Following the Wolverines’ loss to Denver, Michigan coach Mel Pearson said not to be worried about Beecher’s stats and that he brings several different options to the table for the Bruins.

“He’s been a real key for us here as of late,” Pearson said. “…I wouldn’t be overly concerned with the stats. It’s what he brings to our team, and what he brings is speed, physicality, he’s got good size, great on faceoffs. He’s taken more of a defensive role on the penalty kill and done a great job there. But he’s really given us another line that’s dangerous, and added to our depth. His development’s been good.”

Prior to Michigan, he spent time with the U.S. National Development Program, with his best season coming in 2017-18 with nine goals and 16 assists in the regular season and two goals and five assists in eight postseason games. 

What Beecher Brings to the Bruins

First and foremost, Beecher is a young center depth piece for a team that is about to go through a transition up the middle sooner than later. Patrice Bergeron is a free agent following the season and has not given an indication as to what his future plans are and he declined to discuss his contract status beyond this season before training camp back in September.

John Beecher of the U.S. National Development Program
John Beecher with the U.S. National Development Program (Hickling Images)

David Krejci returned to his home country of the Czech Republic to continue his career and while there is still a chance that he could return next season, a lot of that might very well have to do with what Bergeron decides. Erik Haula and Charlie Coyle are the second and third-line centers respectively, but are not the long-term solution. Jack Studnicka is hanging around Boston filling in this season when injuries occur and is considered the center-in-waiting for when Bergeron leaves. Signing Beecher gets him a jump start on next season and gives the Bruins some depth with so many unanswered questions facing them this upcoming offseason.
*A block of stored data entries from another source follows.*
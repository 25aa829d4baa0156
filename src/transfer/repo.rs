//! `transfer_codes` table access.
//!
//! One row per issued code, carrying the serialized profile snapshot, a
//! 15-minute expiry and a single-use marker. Expiry is enforced by timestamp
//! comparison at redeem time; expired rows linger until someone garbage
//! collects them externally. Marking a row redeemed is deliberately
//! best-effort: the caller gets a typed [`RedeemMark`] and the profile data is
//! returned even when the marker write fails.

use chrono::{DateTime, Duration, SecondsFormat, Utc};
use sqlx::sqlite::{SqlitePool, SqlitePoolOptions, SqliteRow};
use sqlx::Row;
use uuid::Uuid;

pub const TRANSFER_CODE_TTL_MINUTES: i64 = 15;

#[derive(Debug, Clone)]
pub struct TransferCodeRow {
    pub id: String,
    pub code: String,
    /// Serialized profile snapshot, returned verbatim on redeem.
    pub profile_data: String,
    pub expires_at: String,
    pub redeemed_at: Option<String>,
    pub created_by_ip: String,
    pub created_at: String,
}

/// Outcome of the best-effort mark-as-redeemed write.
#[derive(Debug, Clone, Copy, PartialEq, Eq)]
pub enum RedeemMark {
    Marked,
    /// The write failed; logged, never surfaced to the redeeming user.
    LoggedFailure,
}

#[derive(Clone)]
pub struct TransferRepository {
    pool: SqlitePool,
}

impl TransferRepository {
    pub async fn connect(database_url: &str) -> Result<Self, sqlx::Error> {
        let pool = SqlitePoolOptions::new()
            .max_connections(5)
            .connect(database_url)
            .await?;
        let repo = Self { pool };
        repo.ensure_schema().await?;
        Ok(repo)
    }

    /// Private in-memory database, one connection so every query sees it.
    pub async fn in_memory() -> Result<Self, sqlx::Error> {
        let pool = SqlitePoolOptions::new()
            .max_connections(1)
            .connect("sqlite::memory:")
            .await?;
        let repo = Self { pool };
        repo.ensure_schema().await?;
        Ok(repo)
    }

    async fn ensure_schema(&self) -> Result<(), sqlx::Error> {
        sqlx::query(
            r#"
            CREATE TABLE IF NOT EXISTS transfer_codes (
                id TEXT PRIMARY KEY,
                code TEXT NOT NULL,
                profile_data TEXT NOT NULL,
                expires_at TEXT NOT NULL,
                redeemed_at TEXT,
                created_by_ip TEXT NOT NULL,
                created_at TEXT NOT NULL
            )
            "#,
        )
        .execute(&self.pool)
        .await?;
        sqlx::query("CREATE INDEX IF NOT EXISTS idx_transfer_codes_code ON transfer_codes(code)")
            .execute(&self.pool)
            .await?;
        Ok(())
    }

    /// Builds and inserts a row for `code`, expiring [`TRANSFER_CODE_TTL_MINUTES`]
    /// from `now`. Returns the stored row.
    pub async fn create_code(
        &self,
        code: &str,
        profile_data: &str,
        created_by_ip: &str,
        now: DateTime<Utc>,
    ) -> Result<TransferCodeRow, sqlx::Error> {
        let row = TransferCodeRow {
            id: Uuid::new_v4().to_string(),
            code: code.to_string(),
            profile_data: profile_data.to_string(),
            expires_at: iso(now + Duration::minutes(TRANSFER_CODE_TTL_MINUTES)),
            redeemed_at: None,
            created_by_ip: created_by_ip.to_string(),
            created_at: iso(now),
        };
        self.insert(&row).await?;
        Ok(row)
    }

    pub async fn insert(&self, row: &TransferCodeRow) -> Result<(), sqlx::Error> {
        sqlx::query(
            r#"
            INSERT INTO transfer_codes
                (id, code, profile_data, expires_at, redeemed_at, created_by_ip, created_at)
            VALUES (?, ?, ?, ?, ?, ?, ?)
            "#,
        )
        .bind(&row.id)
        .bind(&row.code)
        .bind(&row.profile_data)
        .bind(&row.expires_at)
        .bind(&row.redeemed_at)
        .bind(&row.created_by_ip)
        .bind(&row.created_at)
        .execute(&self.pool)
        .await?;
        Ok(())
    }

    /// Exact-match lookup; the oldest row wins if the generator ever collided.
    pub async fn find_by_code(&self, code: &str) -> Result<Option<TransferCodeRow>, sqlx::Error> {
        let row = sqlx::query(
            r#"
            SELECT id, code, profile_data, expires_at, redeemed_at, created_by_ip, created_at
            FROM transfer_codes
            WHERE code = ?
            ORDER BY created_at ASC
            LIMIT 1
            "#,
        )
        .bind(code)
        .fetch_optional(&self.pool)
        .await?;
        Ok(row.map(|r| map_row(&r)))
    }

    /// Best-effort single-use marker. Availability beats strict consistency
    /// here: two redeemers racing inside one request window can both succeed.
    pub async fn mark_redeemed(&self, id: &str, now: DateTime<Utc>) -> RedeemMark {
        let result = sqlx::query(
            r#"UPDATE transfer_codes SET redeemed_at = ? WHERE id = ? AND redeemed_at IS NULL"#,
        )
        .bind(iso(now))
        .bind(id)
        .execute(&self.pool)
        .await;

        match result {
            Ok(done) if done.rows_affected() == 1 => RedeemMark::Marked,
            Ok(_) => {
                tracing::warn!(id, "transfer code was already marked redeemed");
                RedeemMark::LoggedFailure
            }
            Err(err) => {
                tracing::warn!(id, error = %err, "failed to mark transfer code as redeemed");
                RedeemMark::LoggedFailure
            }
        }
    }
}

pub fn iso(ts: DateTime<Utc>) -> String {
    ts.to_rfc3339_opts(SecondsFormat::Millis, true)
}

fn map_row(row: &SqliteRow) -> TransferCodeRow {
    TransferCodeRow {
        id: row.get("id"),
        code: row.get("code"),
        profile_data: row.get("profile_data"),
        expires_at: row.get("expires_at"),
        redeemed_at: row.get("redeemed_at"),
        created_by_ip: row.get("created_by_ip"),
        created_at: row.get("created_at"),
    }
}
At Michigan, the Wolverines were loaded up the middle with Matty Beniers, a Seattle Kraken draftee, centering the first line and Thomas Bordeleau, a San Jose Sharks draftee, centering the second line. On most teams, Beecher would have been a top-six center, but settled in nicely on the third line in Ann Arbor, Michigan. How loaded was Michigan this season? His left wing Dylan Duke was drafted by the Tampa Bay Lightning and his right wing, Mackie Samsokevich is a draft selection of the Florida Panthers.
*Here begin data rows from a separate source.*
//! Transfer-code generation and normalization.
//!
//! Codes are `WORD-WORD-WORD-XXXX`: three distinct entries from a fixed
//! 24-word list plus four characters from an alphabet with the visually
//! confusable `0 O 1 I` left out. No collision check against live codes is
//! performed; the code space makes a clash with an unexpired row vanishingly
//! unlikely, and lookup simply returns the oldest match.

use rand::seq::IndexedRandom;
use rand::Rng;

pub const TRANSFER_WORDS: [&str; 24] = [
    "TREE", "FISH", "MOON", "STAR", "BIRD", "LAKE", "FIRE", "SNOW", "RAIN", "WIND", "CAVE",
    "LEAF", "WAVE", "ROCK", "CORN", "BEAR", "FROG", "LION", "WOLF", "DEER", "DUCK", "HAWK",
    "SEAL", "CRAB",
];

pub const CODE_ALPHABET: &str = "ABCDEFGHJKLMNPQRSTUVWXYZ23456789";

/// Anything shorter cannot be a valid code; rejected before hitting the server.
pub const MIN_CODE_LEN: usize = 10;

pub fn generate_transfer_code<R: Rng + ?Sized>(rng: &mut R) -> String {
    let words: Vec<&str> = TRANSFER_WORDS
        .choose_multiple(rng, 3)
        .copied()
        .collect();
    let alphabet: Vec<char> = CODE_ALPHABET.chars().collect();
    let suffix: String = (0..4)
        .map(|_| alphabet[rng.random_range(0..alphabet.len())])
        .collect();
    format!("{}-{}-{}-{}", words[0], words[1], words[2], suffix)
}

/// Trim and uppercase user input; `None` when it is too short to be a code.
pub fn normalize_code(input: &str) -> Option<String> {
    let cleaned = input.trim().to_ascii_uppercase();
    (cleaned.chars().count() >= MIN_CODE_LEN).then_some(cleaned)
}

#[cfg(test)]
mod tests {
    use super::*;
    use rand::rngs::StdRng;
    use rand::SeedableRng;

    #[test]
    fn generated_codes_use_three_distinct_words_and_the_safe_alphabet() {
        let mut rng = StdRng::seed_from_u64(1);
        for _ in 0..100 {
            let code = generate_transfer_code(&mut rng);
            let parts: Vec<&str> = code.split('-').collect();
            assert_eq!(parts.len(), 4);
            assert!(TRANSFER_WORDS.contains(&parts[0]));
            assert!(TRANSFER_WORDS.contains(&parts[1]));
            assert!(TRANSFER_WORDS.contains(&parts[2]));
            assert_ne!(parts[0], parts[1]);
            assert_ne!(parts[1], parts[2]);
            assert_ne!(parts[0], parts[2]);
            assert_eq!(parts[3].len(), 4);
            assert!(parts[3].chars().all(|c| CODE_ALPHABET.contains(c)));
        }
    }

    #[test]
    fn seeded_generation_is_deterministic() {
        let a = generate_transfer_code(&mut StdRng::seed_from_u64(42));
        let b = generate_transfer_code(&mut StdRng::seed_from_u64(42));
        assert_eq!(a, b);
    }

    #[test]
    fn normalization_trims_uppercases_and_rejects_short_input() {
        assert_eq!(
            normalize_code("  tree-fish-moon-ab23 ").as_deref(),
            Some("TREE-FISH-MOON-AB23")
        );
        assert_eq!(normalize_code("short"), None);
        assert_eq!(normalize_code(""), None);
    }
}
//! Local profile store.
//!
//! Durable per-device slots mirroring the web client's local-storage keys: the
//! whole profile map, the active-profile pointer, navigation state, and
//! timestamped migration backups. Every mutation is a read-modify-write of the
//! whole profile map; there is no locking across processes, so concurrent
//! writers last-write-win. Single user, single process is the assumed shape.
//!
//! Corrupted slots fail closed: an unparseable document surfaces a
//! [`StoreError::Serialization`] instead of silently resetting data.

pub mod backend;

use std::collections::HashMap;
use std::path::Path;
use std::sync::Arc;

use thiserror::Error;

use crate::models::{
    Profile, MAX_PROFILES_PER_DEVICE, PROFILE_NAME_MAX_LEN, PROFILE_NAME_MIN_LEN,
};
use backend::{FileBackend, MemoryBackend, StorageBackend};

pub const PROFILES_KEY: &str = "frenchQuizProfiles";
pub const ACTIVE_PROFILE_KEY: &str = "frenchQuizCurrentProfileId";
pub const NAVIGATION_KEY: &str = "frenchQuizNavigationState";
pub const BACKUP_KEY_PREFIX: &str = "frenchQuizProfiles_backup_";

#[derive(Error, Debug)]
pub enum StoreError {
    #[error("storage I/O error: {0}")]
    Io(#[from] std::io::Error),

    #[error("storage serialization error: {0}")]
    Serialization(#[from] serde_json::Error),

    #[error("profile not found: {0}")]
    ProfileNotFound(String),

    #[error("profile limit reached ({MAX_PROFILES_PER_DEVICE} per device)")]
    ProfileLimit,

    #[error("invalid profile name: {0}")]
    InvalidName(String),

    #[error("backup not found: {0}")]
    BackupNotFound(String),
}

pub type StoreResult<T> = Result<T, StoreError>;

pub struct ProfileStore {
    backend: Arc<dyn StorageBackend>,
}

impl ProfileStore {
    pub fn new(backend: Arc<dyn StorageBackend>) -> Self {
        Self { backend }
    }

    /// File-backed store rooted at `dir`, one JSON document per slot.
    pub fn open(dir: impl AsRef<Path>) -> StoreResult<Self> {
        Ok(Self::new(Arc::new(FileBackend::open(dir)?)))
    }

    pub fn in_memory() -> Self {
        Self::new(MemoryBackend::new())
    }

    // ---- whole-map access ----

    pub fn load_profiles(&self) -> StoreResult<HashMap<String, Profile>> {
        match self.backend.load(PROFILES_KEY)? {
            Some(raw) => Ok(serde_json::from_str(&raw)?),
            None => Ok(HashMap::new()),
        }
    }

    pub fn save_profiles(&self, profiles: &HashMap<String, Profile>) -> StoreResult<()> {
        let raw = serde_json::to_string(profiles)?;
        self.backend.store(PROFILES_KEY, &raw)
    }

    /// Raw slot contents, used by migration backups so a restore is verbatim.
    pub fn load_raw_profiles(&self) -> StoreResult<Option<String>> {
        self.backend.load(PROFILES_KEY)
    }

    pub fn save_raw_profiles(&self, raw: &str) -> StoreResult<()> {
        self.backend.store(PROFILES_KEY, raw)
    }

    pub fn load_slot(&self, key: &str) -> StoreResult<Option<String>> {
        self.backend.load(key)
    }

    pub fn save_slot(&self, key: &str, value: &str) -> StoreResult<()> {
        self.backend.store(key, value)
    }

    pub fn slot_keys(&self) -> StoreResult<Vec<String>> {
        self.backend.keys()
    }

    // ---- profile CRUD ----

    pub fn get(&self, id: &str) -> StoreResult<Option<Profile>> {
        Ok(self.load_profiles()?.remove(id))
    }

    pub fn upsert(&self, profile: Profile) -> StoreResult<()> {
        let mut profiles = self.load_profiles()?;
        profiles.insert(profile.id.clone(), profile);
        self.save_profiles(&profiles)
    }

    /// Profiles in insertion order. Ids embed their creation timestamp, so
    /// ordering by `createdAt` (id as tiebreak) reproduces it.
    pub fn list(&self) -> StoreResult<Vec<Profile>> {
        let mut profiles: Vec<Profile> = self.load_profiles()?.into_values().collect();
        profiles.sort_by(|a, b| {
            a.created_at
                .cmp(&b.created_at)
                .then_with(|| a.id.cmp(&b.id))
        });
        Ok(profiles)
    }

    /// Irreversible. If the deleted profile was active, the pointer moves to
    /// the first remaining profile, or clears.
    pub fn delete(&self, id: &str) -> StoreResult<()> {
        let mut profiles = self.load_profiles()?;
        if profiles.remove(id).is_none() {
            return Err(StoreError::ProfileNotFound(id.to_string()));
        }
        self.save_profiles(&profiles)?;

        if self.active_profile_id()?.as_deref() == Some(id) {
            let next = self.list()?.into_iter().next().map(|p| p.id);
            self.set_active_profile(next.as_deref())?;
        }
        Ok(())
    }

    pub fn create_profile(&self, name: &str, avatar: Option<&str>) -> StoreResult<Profile> {
        validate_name(name)?;
        let mut profiles = self.load_profiles()?;
        if profiles.len() >= MAX_PROFILES_PER_DEVICE {
            return Err(StoreError::ProfileLimit);
        }

        let unique = unique_name(&profiles, name, None);
        let mut ts = chrono::Utc::now().timestamp_millis();
        while profiles.contains_key(&format!("profile-{ts}")) {
            ts += 1;
        }
        let id = format!("profile-{ts}");
        let profile = Profile::new(id.clone(), unique, avatar.map(str::to_string), ts);

        profiles.insert(id.clone(), profile.clone());
        self.save_profiles(&profiles)?;
        self.set_active_profile(Some(&id))?;
        Ok(profile)
    }

    /// Returns the applied name, which may carry a numeric suffix.
    pub fn rename_profile(&self, id: &str, new_name: &str) -> StoreResult<String> {
        validate_name(new_name)?;
        let mut profiles = self.load_profiles()?;
        if !profiles.contains_key(id) {
            return Err(StoreError::ProfileNotFound(id.to_string()));
        }
        let unique = unique_name(&profiles, new_name, Some(id));
        let profile = profiles.get_mut(id).expect("checked above");
        profile.name = unique.clone();
        profile.last_modified = Some(chrono::Utc::now().timestamp_millis());
        self.save_profiles(&profiles)?;
        Ok(unique)
    }

    pub fn set_profile_avatar(&self, id: &str, avatar: &str) -> StoreResult<()> {
        let mut profiles = self.load_profiles()?;
        let profile = profiles
            .get_mut(id)
            .ok_or_else(|| StoreError::ProfileNotFound(id.to_string()))?;
        profile.avatar = Some(avatar.to_string());
        profile.last_modified = Some(chrono::Utc::now().timestamp_millis());
        self.save_profiles(&profiles)
    }

    // ---- active-profile pointer ----

    pub fn active_profile_id(&self) -> StoreResult<Option<String>> {
        match self.backend.load(ACTIVE_PROFILE_KEY)? {
            Some(raw) => Ok(serde_json::from_str(&raw)?),
            None => Ok(None),
        }
    }

    pub fn set_active_profile(&self, id: Option<&str>) -> StoreResult<()> {
        let raw = serde_json::to_string(&id)?;
        self.backend.store(ACTIVE_PROFILE_KEY, &raw)
    }

    // ---- navigation state ----

    pub fn navigation_state(&self) -> StoreResult<Option<serde_json::Value>> {
        match self.backend.load(NAVIGATION_KEY)? {
            Some(raw) => Ok(Some(serde_json::from_str(&raw)?)),
            None => Ok(None),
        }
    }

    pub fn set_navigation_state(&self, state: &serde_json::Value) -> StoreResult<()> {
        self.backend.store(NAVIGATION_KEY, &serde_json::to_string(state)?)
    }
}

fn validate_name(name: &str) -> StoreResult<()> {
    let len = name.trim().chars().count();
    if !(PROFILE_NAME_MIN_LEN..=PROFILE_NAME_MAX_LEN).contains(&len) {
        return Err(StoreError::InvalidName(format!(
            "name must be {PROFILE_NAME_MIN_LEN}-{PROFILE_NAME_MAX_LEN} characters"
        )));
    }
    Ok(())
}

/// Case-insensitive uniqueness with " 2", " 3", ... suffixes.
fn unique_name(
    profiles: &HashMap<String, Profile>,
    desired: &str,
    exclude_id: Option<&str>,
) -> String {
    let taken: Vec<String> = profiles
        .values()
        .filter(|p| exclude_id != Some(p.id.as_str()))
        .map(|p| p.name.to_lowercase())
        .collect();

    let desired = desired.trim();
    let mut candidate = desired.to_string();
    let mut counter = 2u32;
    while taken.contains(&candidate.to_lowercase()) {
        candidate = format!("{desired} {counter}");
        counter += 1;
    }
    candidate
}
Related: Bruins Prospects Report: Hughes, Froden, Koopanen & More

By signing his ATO, Beecher begins his journey with the Bruins after deciding to skip his senior season with the Wolverines. If he had returned to Michigan, he would have become a free agent following his senior season, something the Bruins did not want to happen. It’s not out of the realm of possibility that he could see some time in Boston this season, according to Sweeney.

“Johnny Beecher has made the decision to leave Michigan and the Bruins are excited that Johnny will immediately begin his professional career with the Providence Bruins,” said Sweeney. “We are appreciative to Mel Pearson and the Michigan coaching staff as they did a great job with his overall development. The Bruins and Johnny are leaving all options open with regards to his availability for the remainder of this season and playoffs. We will continue to communicate with his agent, Cam Stewart, while Johnny starts to play games and as we work towards finalizing his ELC.”

Despite battling injuries and finding himself in a third-line role at Michigan, the talent is there to be a middle-six center in the NHL. If he can develop his game to the NHL quicker than the Bruins hope, he could find himself in a position that Studnicka didn’t, getting his feet wet in a bottom-six role if Sweeney can swing some roster movement this upcoming offseason. Who knows, maybe he’s seen wearing the Spoked-B in one of the final nine regular-season games or playoff games.